Maternal size at birth and the development of hypertension during pregnancy: a test of the Barker hypothesis.
MedLine Citation:
PMID:  10421284     Owner:  NLM     Status:  MEDLINE    
BACKGROUND: Whether individuals who were small at birth are at increased risk of developing cardiovascular disease (the Barker hypothesis) is a topic of great controversy. Although an increased risk has been suggested by several reports, the reports have been criticized for being based on ill-defined populations, for the large numbers of subjects who were unavailable for follow-up, and for inadequate control of socioeconomic status. OBJECTIVE: To determine whether a woman's weight and gestational age at birth predict the development of hypertension during her subsequent pregnancies.

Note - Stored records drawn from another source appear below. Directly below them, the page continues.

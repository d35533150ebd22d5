// Shared fixtures for integration tests: an in-memory database with the full
// schema, plus fake media host and mail transport.
#![allow(dead_code)]

use std::sync::{
    Arc, Mutex,
    atomic::{AtomicUsize, Ordering},
};
use std::time::Duration;

use async_trait::async_trait;
use sea_orm::{ConnectionTrait, Database, DatabaseConnection, EntityTrait, Schema};
use siopao_storefront::{
    config::AdminSeed,
    entity::{
        AuditLogs, Categories, InventoryCategories, InventoryItems, OrderItems, Orders,
        Products, RecipeIngredients, RolePermissions, Roles, UnitsOfMeasure, Users,
    },
    media::{FileStorage, MediaHost, MediaHostError, UploadedAsset},
    middleware::auth::AuthUser,
    notify::{MailError, MailTransport, Notification, Notifier},
    permissions::{Permission, ROLE_OWNER},
    state::{AppState, AuthSettings},
};
use tokio::sync::mpsc;
use uuid::Uuid;

pub const TEST_FOLDER: &str = "mk-toasted-demo";

async fn create_table<E: EntityTrait>(db: &DatabaseConnection, entity: E) {
    let backend = db.get_database_backend();
    let stmt = Schema::new(backend).create_table_from_entity(entity);
    db.execute(backend.build(&stmt))
        .await
        .expect("Failed to create table");
}

/// Creates an in-memory database with every table the app uses.
pub async fn setup_test_db() -> DatabaseConnection {
    let db = Database::connect("sqlite::memory:")
        .await
        .expect("Failed to create test database");

    create_table(&db, Roles).await;
    create_table(&db, RolePermissions).await;
    create_table(&db, Users).await;
    create_table(&db, InventoryCategories).await;
    create_table(&db, UnitsOfMeasure).await;
    create_table(&db, InventoryItems).await;
    create_table(&db, Categories).await;
    create_table(&db, Products).await;
    create_table(&db, RecipeIngredients).await;
    create_table(&db, Orders).await;
    create_table(&db, OrderItems).await;
    create_table(&db, AuditLogs).await;

    db
}

pub fn admin_seed() -> AdminSeed {
    AdminSeed {
        username: "admin".to_string(),
        password: "admin-password".to_string(),
    }
}

/// Media host double that records calls and can be told to fail.
#[derive(Default)]
pub struct FakeHost {
    pub uploads: Mutex<Vec<(usize, String)>>,
    pub destroyed: Mutex<Vec<String>>,
    pub fail_upload: bool,
    pub fail_destroy: bool,
    counter: AtomicUsize,
}

impl FakeHost {
    pub fn failing_uploads() -> Self {
        Self {
            fail_upload: true,
            ..Self::default()
        }
    }

    pub fn failing_destroys() -> Self {
        Self {
            fail_destroy: true,
            ..Self::default()
        }
    }

    pub fn upload_count(&self) -> usize {
        self.uploads.lock().unwrap().len()
    }

    pub fn destroyed(&self) -> Vec<String> {
        self.destroyed.lock().unwrap().clone()
    }
}

#[async_trait]
impl MediaHost for FakeHost {
    async fn upload(&self, bytes: Vec<u8>, folder: &str) -> Result<UploadedAsset, MediaHostError> {
        self.uploads
            .lock()
            .unwrap()
            .push((bytes.len(), folder.to_string()));
        if self.fail_upload {
            return Err(MediaHostError::Status {
                status: 500,
                body: "boom".to_string(),
            });
        }
        let n = self.counter.fetch_add(1, Ordering::SeqCst) + 1;
        let public_id = format!("{folder}/image-{n}");
        Ok(UploadedAsset {
            secure_url: format!("https://res.cloudinary.com/demo/image/upload/v170000000{n}/{public_id}.jpg"),
            public_id,
        })
    }

    async fn destroy(&self, public_id: &str) -> Result<(), MediaHostError> {
        self.destroyed.lock().unwrap().push(public_id.to_string());
        if self.fail_destroy {
            return Err(MediaHostError::Decode("not ok".to_string()));
        }
        Ok(())
    }
}

/// Mail transport that forwards every delivered notification to a channel.
pub struct ChannelTransport {
    tx: mpsc::UnboundedSender<Notification>,
}

impl ChannelTransport {
    pub fn new() -> (Self, mpsc::UnboundedReceiver<Notification>) {
        let (tx, rx) = mpsc::unbounded_channel();
        (Self { tx }, rx)
    }
}

#[async_trait]
impl MailTransport for ChannelTransport {
    async fn deliver(&self, notification: &Notification) -> Result<(), MailError> {
        self.tx
            .send(notification.clone())
            .map_err(|e| MailError(e.to_string()))
    }
}

/// Waits briefly for the next delivered notification.
pub async fn next_mail(rx: &mut mpsc::UnboundedReceiver<Notification>) -> Notification {
    tokio::time::timeout(Duration::from_secs(5), rx.recv())
        .await
        .expect("timed out waiting for notification")
        .expect("notification channel closed")
}

pub struct TestApp {
    pub state: AppState,
    pub host: Arc<FakeHost>,
    pub mail: mpsc::UnboundedReceiver<Notification>,
}

pub async fn test_app_with_host(host: FakeHost) -> TestApp {
    let db = setup_test_db().await;
    let host = Arc::new(host);
    let (transport, mail) = ChannelTransport::new();
    let (notifier, _worker) = Notifier::spawn(Arc::new(transport));

    let state = AppState {
        orm: db,
        storage: FileStorage::new(host.clone(), TEST_FOLDER),
        notifier,
        auth: Arc::new(AuthSettings {
            jwt_secret: "test-secret".to_string(),
            public_base_url: "http://localhost:3000".to_string(),
        }),
    };

    TestApp { state, host, mail }
}

pub async fn test_app() -> TestApp {
    test_app_with_host(FakeHost::default()).await
}

pub fn owner() -> AuthUser {
    AuthUser {
        user_id: Uuid::new_v4(),
        role: ROLE_OWNER.to_string(),
        permissions: Permission::ALL
            .iter()
            .map(|p| p.as_str().to_string())
            .collect(),
    }
}

pub fn user_with(permissions: &[Permission]) -> AuthUser {
    AuthUser {
        user_id: Uuid::new_v4(),
        role: ROLE_OWNER.to_string(),
        permissions: permissions.iter().map(|p| p.as_str().to_string()).collect(),
    }
}
pub mod audit;
pub mod config;
pub mod crypto;
pub mod db;
pub mod dto;
pub mod entity;
pub mod error;
pub mod media;
pub mod middleware;
pub mod models;
pub mod notify;
pub mod order_status;
pub mod permissions;
pub mod response;
pub mod routes;
pub mod seed;
pub mod services;
pub mod state;
use std::collections::HashSet;

use chrono::Utc;
use rust_decimal::Decimal;
use sea_orm::sea_query::{Expr, Func};
use sea_orm::{
    ActiveModelTrait, ColumnTrait, Condition, ConnectionTrait, DbErr, EntityTrait,
    PaginatorTrait, QueryFilter, QueryOrder, QuerySelect, Set, TransactionTrait,
};
use uuid::Uuid;

use crate::{
    audit,
    dto::{
        media::ImageUploaded,
        products::{
            CategoryList, CreateProductRequest, IngredientInput, ProductDetail, ProductList,
            UpdateProductRequest,
        },
    },
    entity::{
        Categories, InventoryItems, OrderItems, Products, RecipeIngredients, categories,
        order_items,
        products::{ActiveModel, Column, Model as ProductModel},
        recipe_ingredients,
    },
    error::{AppError, AppResult},
    middleware::auth::{AuthUser, ensure_permission},
    models::{Category, Product, RecipeIngredient},
    permissions::Permission,
    response::{ApiResponse, Meta},
    routes::params::{ProductQuery, ProductSortBy, SortOrder},
    state::AppState,
};

/// Case-insensitive lookup by product name.
pub async fn find_product_by_name<C: ConnectionTrait>(
    db: &C,
    name: &str,
) -> Result<Option<ProductModel>, DbErr> {
    Products::find()
        .filter(Expr::expr(Func::lower(Expr::col(Column::Name))).eq(name.to_lowercase()))
        .one(db)
        .await
}

pub async fn list_products(
    state: &AppState,
    query: ProductQuery,
) -> AppResult<ApiResponse<ProductList>> {
    let (page, limit, offset) = query.pagination().normalize();
    let mut condition = Condition::all();

    if let Some(search) = query.q.as_ref().map(|s| s.trim()).filter(|s| !s.is_empty()) {
        let pattern = format!("%{}%", search.to_lowercase());
        condition = condition.add(
            Condition::any()
                .add(Expr::expr(Func::lower(Expr::col(Column::Name))).like(pattern.clone()))
                .add(Expr::expr(Func::lower(Expr::col(Column::Description))).like(pattern)),
        );
    }

    if let Some(category_id) = query.category_id {
        condition = condition.add(Column::CategoryId.eq(category_id));
    }

    if let Some(min_price) = query.min_price {
        condition = condition.add(Column::Price.gte(min_price));
    }

    if let Some(max_price) = query.max_price {
        condition = condition.add(Column::Price.lte(max_price));
    }

    let sort_by = query.sort_by.unwrap_or(ProductSortBy::Name);
    let sort_order = query.sort_order.unwrap_or(SortOrder::Asc);
    let sort_col = match sort_by {
        ProductSortBy::CreatedAt => Column::CreatedAt,
        ProductSortBy::Price => Column::Price,
        ProductSortBy::Name => Column::Name,
    };

    let mut finder = Products::find().filter(condition);
    finder = match sort_order {
        SortOrder::Asc => finder.order_by_asc(sort_col),
        SortOrder::Desc => finder.order_by_desc(sort_col),
    };

    let total = finder.clone().count(&state.orm).await? as i64;

    let items = finder
        .limit(limit as u64)
        .offset(offset as u64)
        .all(&state.orm)
        .await?
        .into_iter()
        .map(Product::from)
        .collect();

    let meta = Meta::new(page, limit, total);
    Ok(ApiResponse::success("Products", ProductList { items }, Some(meta)))
}

pub async fn get_product(state: &AppState, id: Uuid) -> AppResult<ApiResponse<ProductDetail>> {
    let product = Products::find_by_id(id)
        .one(&state.orm)
        .await?
        .ok_or(AppError::NotFound)?;
    let detail = load_detail(&state.orm, product).await?;
    Ok(ApiResponse::success("Product", detail, None))
}

pub async fn list_categories(state: &AppState) -> AppResult<ApiResponse<CategoryList>> {
    let items = Categories::find()
        .order_by_asc(categories::Column::Name)
        .all(&state.orm)
        .await?
        .into_iter()
        .map(Category::from)
        .collect();
    Ok(ApiResponse::success(
        "Categories",
        CategoryList { items },
        Some(Meta::empty()),
    ))
}

pub async fn create_product(
    state: &AppState,
    user: &AuthUser,
    payload: CreateProductRequest,
) -> AppResult<ApiResponse<ProductDetail>> {
    ensure_permission(user, Permission::AddProducts)?;

    let name = payload.name.trim().to_string();
    if name.is_empty() {
        return Err(AppError::BadRequest("name must not be blank".into()));
    }
    validate_amounts(Some(payload.price), Some(payload.current_stock))?;
    ensure_category_exists(state, payload.category_id).await?;
    if find_product_by_name(&state.orm, &name).await?.is_some() {
        return Err(AppError::BadRequest(format!("Product '{name}' already exists")));
    }
    validate_ingredients(state, &payload.ingredients).await?;

    let now = Utc::now();
    let txn = state.orm.begin().await?;
    let product = ActiveModel {
        id: Set(Uuid::new_v4()),
        category_id: Set(payload.category_id),
        name: Set(name),
        description: Set(payload.description),
        price: Set(payload.price),
        image_url: Set(None),
        current_stock: Set(payload.current_stock),
        low_stock_threshold: Set(payload.low_stock_threshold.unwrap_or(0)),
        recipe_locked: Set(payload.recipe_locked),
        created_at: Set(now.into()),
        updated_at: Set(now.into()),
    }
    .insert(&txn)
    .await?;
    insert_ingredients(&txn, product.id, &payload.ingredients).await?;
    txn.commit().await?;

    audit::record(
        &state.orm,
        user.user_id,
        "product_create",
        "products",
        serde_json::json!({ "product_id": product.id }),
    )
    .await;

    let detail = load_detail(&state.orm, product).await?;
    Ok(ApiResponse::success("Product created", detail, Some(Meta::empty())))
}

pub async fn update_product(
    state: &AppState,
    user: &AuthUser,
    id: Uuid,
    payload: UpdateProductRequest,
) -> AppResult<ApiResponse<ProductDetail>> {
    ensure_permission(user, Permission::EditProducts)?;
    let existing = Products::find_by_id(id)
        .one(&state.orm)
        .await?
        .ok_or(AppError::NotFound)?;

    if existing.recipe_locked
        && (payload.ingredients.is_some() || payload.recipe_locked == Some(false))
    {
        return Err(AppError::BadRequest(
            "Recipe is locked and cannot be edited".into(),
        ));
    }
    validate_amounts(payload.price, payload.current_stock)?;
    if let Some(category_id) = payload.category_id {
        ensure_category_exists(state, category_id).await?;
    }
    if let Some(ingredients) = &payload.ingredients {
        validate_ingredients(state, ingredients).await?;
    }

    let mut active: ActiveModel = existing.into();
    if let Some(name) = payload.name {
        let name = name.trim().to_string();
        if name.is_empty() {
            return Err(AppError::BadRequest("name must not be blank".into()));
        }
        if let Some(other) = find_product_by_name(&state.orm, &name).await? {
            if other.id != id {
                return Err(AppError::BadRequest(format!("Product '{name}' already exists")));
            }
        }
        active.name = Set(name);
    }
    if let Some(category_id) = payload.category_id {
        active.category_id = Set(category_id);
    }
    if let Some(description) = payload.description {
        active.description = Set(Some(description));
    }
    if let Some(price) = payload.price {
        active.price = Set(price);
    }
    if let Some(stock) = payload.current_stock {
        active.current_stock = Set(stock);
    }
    if let Some(threshold) = payload.low_stock_threshold {
        active.low_stock_threshold = Set(threshold);
    }
    if let Some(locked) = payload.recipe_locked {
        active.recipe_locked = Set(locked);
    }
    active.updated_at = Set(Utc::now().into());

    let txn = state.orm.begin().await?;
    let product = active.update(&txn).await?;
    if let Some(ingredients) = &payload.ingredients {
        RecipeIngredients::delete_many()
            .filter(recipe_ingredients::Column::ProductId.eq(product.id))
            .exec(&txn)
            .await?;
        insert_ingredients(&txn, product.id, ingredients).await?;
    }
    txn.commit().await?;

    audit::record(
        &state.orm,
        user.user_id,
        "product_update",
        "products",
        serde_json::json!({ "product_id": product.id }),
    )
    .await;

    let detail = load_detail(&state.orm, product).await?;
    Ok(ApiResponse::success("Updated", detail, Some(Meta::empty())))
}

pub async fn delete_product(
    state: &AppState,
    user: &AuthUser,
    id: Uuid,
) -> AppResult<ApiResponse<serde_json::Value>> {
    ensure_permission(user, Permission::DeleteProducts)?;
    let product = Products::find_by_id(id)
        .one(&state.orm)
        .await?
        .ok_or(AppError::NotFound)?;

    let ordered = OrderItems::find()
        .filter(order_items::Column::ProductId.eq(id))
        .count(&state.orm)
        .await?;
    if ordered > 0 {
        return Err(AppError::BadRequest(
            "Product appears in orders and cannot be deleted".into(),
        ));
    }

    let txn = state.orm.begin().await?;
    RecipeIngredients::delete_many()
        .filter(recipe_ingredients::Column::ProductId.eq(id))
        .exec(&txn)
        .await?;
    Products::delete_by_id(id).exec(&txn).await?;
    txn.commit().await?;

    if let Some(image_url) = product.image_url.as_deref() {
        state.storage.delete(image_url).await;
    }

    audit::record(
        &state.orm,
        user.user_id,
        "product_delete",
        "products",
        serde_json::json!({ "product_id": id }),
    )
    .await;

    Ok(ApiResponse::ack("Deleted"))
}

/// Stores a new product image and drops the previous one from the host.
pub async fn upload_product_image(
    state: &AppState,
    user: &AuthUser,
    id: Uuid,
    file: &[u8],
) -> AppResult<ApiResponse<ImageUploaded>> {
    ensure_permission(user, Permission::EditProducts)?;
    let product = Products::find_by_id(id)
        .one(&state.orm)
        .await?
        .ok_or(AppError::NotFound)?;

    let image_url = state.storage.store(file).await?;
    let previous = product.image_url.clone();

    let mut active: ActiveModel = product.into();
    active.image_url = Set(Some(image_url.clone()));
    active.updated_at = Set(Utc::now().into());
    active.update(&state.orm).await?;

    if let Some(previous) = previous.as_deref() {
        state.storage.delete(previous).await;
    }

    audit::record(
        &state.orm,
        user.user_id,
        "product_image_upload",
        "products",
        serde_json::json!({ "product_id": id, "image_url": image_url }),
    )
    .await;

    Ok(ApiResponse::success(
        "Image uploaded",
        ImageUploaded { image_url },
        Some(Meta::empty()),
    ))
}

async fn load_detail<C: ConnectionTrait>(
    db: &C,
    product: ProductModel,
) -> Result<ProductDetail, DbErr> {
    let ingredients = RecipeIngredients::find()
        .filter(recipe_ingredients::Column::ProductId.eq(product.id))
        .find_also_related(InventoryItems)
        .all(db)
        .await?
        .into_iter()
        .map(|(ingredient, item)| RecipeIngredient {
            inventory_item_id: ingredient.inventory_item_id,
            inventory_item_name: item.map(|i| i.name).unwrap_or_default(),
            quantity_needed: ingredient.quantity_needed,
        })
        .collect();

    Ok(ProductDetail {
        product: Product::from(product),
        ingredients,
    })
}

async fn insert_ingredients<C: ConnectionTrait>(
    db: &C,
    product_id: Uuid,
    ingredients: &[IngredientInput],
) -> Result<(), DbErr> {
    for ingredient in ingredients {
        recipe_ingredients::ActiveModel {
            id: Set(Uuid::new_v4()),
            product_id: Set(product_id),
            inventory_item_id: Set(ingredient.inventory_item_id),
            quantity_needed: Set(ingredient.quantity_needed),
        }
        .insert(db)
        .await?;
    }
    Ok(())
}

fn validate_amounts(price: Option<i64>, stock: Option<i32>) -> AppResult<()> {
    if price.is_some_and(|p| p < 0) {
        return Err(AppError::BadRequest("price must not be negative".into()));
    }
    if stock.is_some_and(|s| s < 0) {
        return Err(AppError::BadRequest("stock must not be negative".into()));
    }
    Ok(())
}

async fn ensure_category_exists(state: &AppState, category_id: Uuid) -> AppResult<()> {
    Categories::find_by_id(category_id)
        .one(&state.orm)
        .await?
        .map(|_| ())
        .ok_or_else(|| AppError::BadRequest("Unknown category".into()))
}

async fn validate_ingredients(state: &AppState, ingredients: &[IngredientInput]) -> AppResult<()> {
    let mut seen = HashSet::new();
    for ingredient in ingredients {
        if ingredient.quantity_needed <= Decimal::ZERO {
            return Err(AppError::BadRequest(
                "ingredient quantity must be positive".into(),
            ));
        }
        if !seen.insert(ingredient.inventory_item_id) {
            return Err(AppError::BadRequest("duplicate ingredient".into()));
        }
    }
    if seen.is_empty() {
        return Ok(());
    }

    let found = InventoryItems::find()
        .filter(crate::entity::inventory_items::Column::Id.is_in(seen.iter().copied()))
        .count(&state.orm)
        .await?;
    if found as usize != seen.len() {
        return Err(AppError::BadRequest("Unknown inventory item".into()));
    }
    Ok(())
}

DESIGN: Prospective observational study. SUBJECTS: Women born in Copenhagen, Denmark, as subjects in the Danish Perinatal Study (1959-1961) were traced through the Danish Population Register. Information was obtained on their pregnancies from 1974 to 1989. MAIN OUTCOME MEASURES: Onset of hypertension in pregnancy, defined by the presence of a systolic blood pressure of 140 mm Hg or greater or a diastolic blood pressure of 90 mm Hg or greater on 2 visits at or after 140 days' gestation. RESULTS: Hypertension developed in 11.3% of the pregnant women who were small for gestational age at birth, compared with 7.2% of the pregnant women who were not small for gestational age at birth (odds ratio [OR], 1.7; 95% confidence interval [CI], 1.1-2.6), and in 9.4% of the pregnancies in women who were preterm at birth, compared with 7.6% of pregnancies in women who were not preterm at birth (OR, 1.3; 95% CI, 0.8-2.0). After adjustment for adult body mass index, smoking, birth order, and hypertension in the subjects' own mothers, the ORs for small-for-gestational-age women and preterm women to develop hypertension during pregnancy were 1.8 (95% CI, 1.1-2.8) and 1.5 (95% CI, 0.96-2.5), respectively. CONCLUSION: These results support the Barker hypothesis, while addressing many of the methodological criticisms of previous investigations.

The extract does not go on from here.